I always am reminded of this internal duplicity in our nature around this time of year, as I post-facto evaluate the annual two-month round of trade shows, Las Vegas AEE and Internext in January and the XBIZ Conference in February, which kind of set the stage for the coming year. I say kind of because the stage actually was set long ago, maybe even more than a year ago; we are living with the detritus of decisions already made. This is increasingly my philosophy of life as it is actually lived; that more often than we care to realize, we are walking, talking time capsules living out pre-ordained actions that we have made for ourselves or allowed others to make for us. While I readily admit that there is nothing surprising or revolutionary in this observation, I do also believe it needs to be re-realized on a regular basis or else we are doomed to forget that it is so.
When we forget that life is a process, we all but guarantee that our current decision-making will be based on illusion rather than reality and thus seriously flawed. In such a demented state of mind, we tend to make assertions that are equally demented, and if we happen to be sitting on a seminar panel, we are instantly complicit in helping create a false and demented vision of whatever we are talking about. Obviously, this can done wittingly or unwittingly, but for the interested observer, who might be making business decisions based on these demented observations, the difference is difficult if not impossible to ascertain and practically besides the point. The damage is already done.

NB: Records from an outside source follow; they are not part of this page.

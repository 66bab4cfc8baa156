use std::path::Path;
use std::sync::Mutex;

use async_trait::async_trait;
use chrono::{DateTime, Utc};
use gate_common::PermissionRow;
use rusqlite::{params, Connection, Row};

use crate::models::{NewTenantLogin, TenantLogin};

use super::{optional, single, OneTimeToken, StoreError, TenantKey, TenantStore, TenantUpdate, UserStore};

const TENANT_COLUMNS: &str = "id, contractor_id, email, password_hash, enabled, invite_token, \
     invite_expires_at, reset_token, reset_expires_at, last_login_at, created_at";

/// SQLite-backed user and tenant store.
pub struct SqliteStore {
    conn: Mutex<Connection>,
}

fn db_err(e: impl std::fmt::Display) -> StoreError {
    StoreError::DatabaseError(e.to_string())
}

fn parse_ts(value: Option<String>) -> Option<DateTime<Utc>> {
    value
        .and_then(|v| DateTime::parse_from_rfc3339(&v).ok())
        .map(|dt| dt.with_timezone(&Utc))
}

fn tenant_from_row(row: &Row<'_>) -> rusqlite::Result<TenantLogin> {
    Ok(TenantLogin {
        id: row.get(0)?,
        contractor_id: row.get(1)?,
        email: row.get(2)?,
        password_hash: row.get(3)?,
        enabled: row.get::<_, i32>(4)? != 0,
        invite_token: row.get(5)?,
        invite_expires_at: parse_ts(row.get(6)?),
        reset_token: row.get(7)?,
        reset_expires_at: parse_ts(row.get(8)?),
        last_login_at: parse_ts(row.get(9)?),
        created_at: parse_ts(row.get(10)?).unwrap_or_else(Utc::now),
    })
}

impl SqliteStore {
    pub fn new(database_url: &str) -> Result<Self, StoreError> {
        // Parse sqlite: prefix if present
        let path = database_url.strip_prefix("sqlite:").unwrap_or(database_url);

        if path != ":memory:" {
            if let Some(parent) = Path::new(path).parent() {
                std::fs::create_dir_all(parent)
                    .map_err(|e| StoreError::IoError(e.to_string()))?;
            }
        }

        let conn = Connection::open(path).map_err(db_err)?;

        conn.execute(
            "CREATE TABLE IF NOT EXISTS users (
                id TEXT PRIMARY KEY,
                email TEXT,
                permission TEXT,
                created_at TEXT NOT NULL
            )",
            [],
        ).map_err(db_err)?;

        conn.execute(
            "CREATE TABLE IF NOT EXISTS tenant_logins (
                id TEXT PRIMARY KEY,
                contractor_id TEXT NOT NULL UNIQUE,
                email TEXT NOT NULL UNIQUE,
                password_hash TEXT,
                enabled INTEGER NOT NULL DEFAULT 1,
                invite_token TEXT,
                invite_expires_at TEXT,
                reset_token TEXT,
                reset_expires_at TEXT,
                last_login_at TEXT,
                created_at TEXT NOT NULL
            )",
            [],
        ).map_err(db_err)?;

        conn.execute(
            "CREATE INDEX IF NOT EXISTS idx_tenant_logins_invite_token ON tenant_logins(invite_token)",
            [],
        ).map_err(db_err)?;

        conn.execute(
            "CREATE INDEX IF NOT EXISTS idx_tenant_logins_reset_token ON tenant_logins(reset_token)",
            [],
        ).map_err(db_err)?;

        tracing::info!("Record store initialized with database: {}", path);

        Ok(Self {
            conn: Mutex::new(conn),
        })
    }

    /// Create or replace a user row. Provisioning helper; the gate itself only reads users.
    pub fn upsert_user(&self, user_id: &str, email: Option<&str>, permission: Option<&str>) -> Result<(), StoreError> {
        let conn = self.conn.lock().map_err(db_err)?;

        conn.execute(
            "INSERT INTO users (id, email, permission, created_at) VALUES (?1, ?2, ?3, ?4)
             ON CONFLICT(id) DO UPDATE SET email = excluded.email, permission = excluded.permission",
            params![user_id, email, permission, Utc::now().to_rfc3339()],
        ).map_err(db_err)?;

        tracing::debug!("Upserted user {} (permission: {:?})", user_id, permission);
        Ok(())
    }
}

#[async_trait]
impl UserStore for SqliteStore {
    async fn fetch_permission(&self, user_id: &str) -> Result<PermissionRow, StoreError> {
        let conn = self.conn.lock().map_err(db_err)?;

        let mut stmt = conn
            .prepare("SELECT permission FROM users WHERE id = ?1")
            .map_err(db_err)?;
        let rows = stmt
            .query_map(params![user_id], |row| Ok(PermissionRow { permission: row.get(0)? }))
            .map_err(db_err)?
            .collect::<Result<Vec<_>, _>>()
            .map_err(db_err)?;

        single(rows)
    }
}

#[async_trait]
impl TenantStore for SqliteStore {
    async fn find_tenant(&self, key: TenantKey<'_>) -> Result<Option<TenantLogin>, StoreError> {
        let conn = self.conn.lock().map_err(db_err)?;

        let sql = format!("SELECT {} FROM tenant_logins WHERE {} = ?1", TENANT_COLUMNS, key.column());
        let mut stmt = conn.prepare(&sql).map_err(db_err)?;
        let rows = stmt
            .query_map(params![key.value()], tenant_from_row)
            .map_err(db_err)?
            .collect::<Result<Vec<_>, _>>()
            .map_err(db_err)?;

        optional(rows)
    }

    async fn insert_tenant(&self, login: &NewTenantLogin) -> Result<TenantLogin, StoreError> {
        let conn = self.conn.lock().map_err(db_err)?;

        conn.execute(
            "INSERT INTO tenant_logins (id, contractor_id, email, password_hash, enabled, invite_token, invite_expires_at, created_at)
             VALUES (?1, ?2, ?3, ?4, ?5, ?6, ?7, ?8)",
            params![
                login.id,
                login.contractor_id,
                login.email,
                login.password_hash,
                login.enabled,
                login.invite_token,
                login.invite_expires_at.to_rfc3339(),
                login.created_at.to_rfc3339(),
            ],
        ).map_err(db_err)?;

        tracing::info!("Created tenant login {} for contractor {}", login.id, login.contractor_id);

        Ok(TenantLogin {
            id: login.id.clone(),
            contractor_id: login.contractor_id.clone(),
            email: login.email.clone(),
            password_hash: Some(login.password_hash.clone()),
            enabled: login.enabled,
            invite_token: Some(login.invite_token.clone()),
            invite_expires_at: Some(login.invite_expires_at),
            reset_token: None,
            reset_expires_at: None,
            last_login_at: None,
            created_at: login.created_at,
        })
    }

    async fn update_tenant(&self, id: &str, update: &TenantUpdate) -> Result<bool, StoreError> {
        let conn = self.conn.lock().map_err(db_err)?;

        let (reset_token, reset_expires_at) = match &update.reset {
            Some((token, expires)) => (Some(token.as_str()), Some(expires.to_rfc3339())),
            None => (None, None),
        };

        let (invite_guard, reset_guard) = match &update.require_token {
            Some(OneTimeToken::Invite(token)) => (Some(token.as_str()), None),
            Some(OneTimeToken::Reset(token)) => (None, Some(token.as_str())),
            None => (None, None),
        };

        let changed = conn.execute(
            "UPDATE tenant_logins SET
                password_hash = COALESCE(?2, password_hash),
                enabled = COALESCE(?3, enabled),
                invite_token = CASE WHEN ?4 THEN NULL ELSE invite_token END,
                invite_expires_at = CASE WHEN ?4 THEN NULL ELSE invite_expires_at END,
                reset_token = CASE WHEN ?5 THEN NULL ELSE COALESCE(?6, reset_token) END,
                reset_expires_at = CASE WHEN ?5 THEN NULL ELSE COALESCE(?7, reset_expires_at) END,
                last_login_at = COALESCE(?8, last_login_at)
             WHERE id = ?1
               AND (?9 IS NULL OR invite_token = ?9)
               AND (?10 IS NULL OR reset_token = ?10)",
            params![
                id,
                update.password_hash,
                update.enabled,
                update.clear_invite,
                update.clear_reset,
                reset_token,
                reset_expires_at,
                update.last_login_at.map(|t| t.to_rfc3339()),
                invite_guard,
                reset_guard,
            ],
        ).map_err(db_err)?;

        Ok(changed > 0)
    }
}

#[cfg(test)]
mod tests {
    use super::*;
    use chrono::Duration;

    fn new_login(contractor_id: &str, email: &str) -> NewTenantLogin {
        NewTenantLogin::new(
            contractor_id,
            email,
            "placeholder-hash".to_string(),
            format!("invite-{}", contractor_id),
            Utc::now() + Duration::hours(168),
        )
    }

    #[tokio::test]
    async fn test_fetch_permission() {
        let store = SqliteStore::new(":memory:").unwrap();
        store.upsert_user("u1", Some("u1@example.com"), Some("admin")).unwrap();

        let row = store.fetch_permission("u1").await.unwrap();
        assert_eq!(row.permission.as_deref(), Some("admin"));
    }

    #[tokio::test]
    async fn test_fetch_permission_missing_row() {
        let store = SqliteStore::new(":memory:").unwrap();
        let err = store.fetch_permission("nobody").await.unwrap_err();
        assert!(matches!(err, StoreError::NotFound));
    }

    #[tokio::test]
    async fn test_upsert_replaces_permission() {
        let store = SqliteStore::new(":memory:").unwrap();
        store.upsert_user("u1", None, Some("admin")).unwrap();
        store.upsert_user("u1", None, Some("member")).unwrap();

        let row = store.fetch_permission("u1").await.unwrap();
        assert_eq!(row.permission.as_deref(), Some("member"));
    }

    #[tokio::test]
    async fn test_insert_and_find_tenant_by_each_key() {
        let store = SqliteStore::new(":memory:").unwrap();
        let created = store.insert_tenant(&new_login("c1", "Mieter@Example.com")).await.unwrap();
        assert_eq!(created.email, "mieter@example.com");

        for key in [
            TenantKey::Id(&created.id),
            TenantKey::Email("mieter@example.com"),
            TenantKey::ContractorId("c1"),
            TenantKey::InviteToken("invite-c1"),
        ] {
            let found = store.find_tenant(key).await.unwrap().unwrap();
            assert_eq!(found.id, created.id);
            assert_eq!(found.password_hash.as_deref(), Some("placeholder-hash"));
            assert!(found.invite_expires_at.is_some());
        }

        assert!(store.find_tenant(TenantKey::ResetToken("nope")).await.unwrap().is_none());
    }

    #[tokio::test]
    async fn test_duplicate_contractor_is_rejected() {
        let store = SqliteStore::new(":memory:").unwrap();
        store.insert_tenant(&new_login("c1", "a@example.com")).await.unwrap();

        let err = store.insert_tenant(&new_login("c1", "b@example.com")).await.unwrap_err();
        assert!(matches!(err, StoreError::DatabaseError(_)));
    }

    #[tokio::test]
    async fn test_update_password_clears_invite() {
        let store = SqliteStore::new(":memory:").unwrap();
        let created = store.insert_tenant(&new_login("c1", "a@example.com")).await.unwrap();

        let update = TenantUpdate {
            password_hash: Some("new-hash".to_string()),
            clear_invite: true,
            ..Default::default()
        };
        assert!(store.update_tenant(&created.id, &update).await.unwrap());

        let found = store.find_tenant(TenantKey::Id(&created.id)).await.unwrap().unwrap();
        assert_eq!(found.password_hash.as_deref(), Some("new-hash"));
        assert!(found.invite_token.is_none());
        assert!(found.invite_expires_at.is_none());
        assert!(found.enabled);
    }

    #[tokio::test]
    async fn test_set_and_clear_reset_token() {
        let store = SqliteStore::new(":memory:").unwrap();
        let created = store.insert_tenant(&new_login("c1", "a@example.com")).await.unwrap();
        let expires = Utc::now() + Duration::hours(1);

        let set = TenantUpdate {
            reset: Some(("reset-1".to_string(), expires)),
            ..Default::default()
        };
        store.update_tenant(&created.id, &set).await.unwrap();
        let found = store.find_tenant(TenantKey::ResetToken("reset-1")).await.unwrap().unwrap();
        assert_eq!(found.id, created.id);
        assert!(found.reset_expires_at.is_some());

        let clear = TenantUpdate {
            clear_reset: true,
            ..Default::default()
        };
        store.update_tenant(&created.id, &clear).await.unwrap();
        assert!(store.find_tenant(TenantKey::ResetToken("reset-1")).await.unwrap().is_none());
    }

    #[tokio::test]
    async fn test_toggle_enabled_and_last_login() {
        let store = SqliteStore::new(":memory:").unwrap();
        let created = store.insert_tenant(&new_login("c1", "a@example.com")).await.unwrap();

        let update = TenantUpdate {
            enabled: Some(false),
            last_login_at: Some(Utc::now()),
            ..Default::default()
        };
        store.update_tenant(&created.id, &update).await.unwrap();

        let found = store.find_tenant(TenantKey::Id(&created.id)).await.unwrap().unwrap();
        assert!(!found.enabled);
        assert!(found.last_login_at.is_some());
        assert_eq!(found.invite_token.as_deref(), Some("invite-c1"));
    }

    #[tokio::test]
    async fn test_required_token_is_single_use() {
        let store = SqliteStore::new(":memory:").unwrap();
        let created = store.insert_tenant(&new_login("c1", "a@example.com")).await.unwrap();

        let consume = TenantUpdate {
            require_token: Some(OneTimeToken::Invite("invite-c1".to_string())),
            password_hash: Some("first".to_string()),
            clear_invite: true,
            ..Default::default()
        };
        assert!(store.update_tenant(&created.id, &consume).await.unwrap());

        let replay = TenantUpdate {
            password_hash: Some("second".to_string()),
            ..consume
        };
        assert!(!store.update_tenant(&created.id, &replay).await.unwrap());

        let found = store.find_tenant(TenantKey::Id(&created.id)).await.unwrap().unwrap();
        assert_eq!(found.password_hash.as_deref(), Some("first"));
    }

    #[tokio::test]
    async fn test_update_unknown_id_reports_false() {
        let store = SqliteStore::new(":memory:").unwrap();
        let update = TenantUpdate {
            enabled: Some(false),
            ..Default::default()
        };
        assert!(!store.update_tenant("missing", &update).await.unwrap());
    }

    #[tokio::test]
    async fn test_on_disk_database_persists() {
        let dir = tempfile::tempdir().unwrap();
        let url = format!("sqlite:{}", dir.path().join("nested/gate.db").display());

        {
            let store = SqliteStore::new(&url).unwrap();
            store.upsert_user("u1", None, Some("admin")).unwrap();
        }

        let reopened = SqliteStore::new(&url).unwrap();
        assert!(reopened.fetch_permission("u1").await.unwrap().grants_admin());
    }
}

Having facilitated, moderated and participated in dozens of industry seminars and workshops over the past decade, I have few illusions about the tension that exists between the seminar speaker's desire to create his/her own reality on that panel, for that audience, and the larger goal of creating an accurate picture, a realistic assessment, of the sector of business or issue under discussion. I can maybe count on one hand the seminars that have fulfilled my own expectations going in, which are always large. When that happened, though, my satisfaction is not for myself but for the audience, which, if they are paying attention, can learn something of tangible value. This is my definition of seminar bliss.
So what does any of this have to do with the title of this column? Not much, I guess, except that one of our worst traits is the proclivity to confuse our selves with the market, and in doing so actually convince ourselves that we can outsmart it. This is demented thinking, and what we are living through now is proof of the awesome damage it can do. It is a wise man who is humbled before the collective power of his own humanity, and an even wiser industry, for in doing so they at least have created a fighting chance to harness that power to their benefit.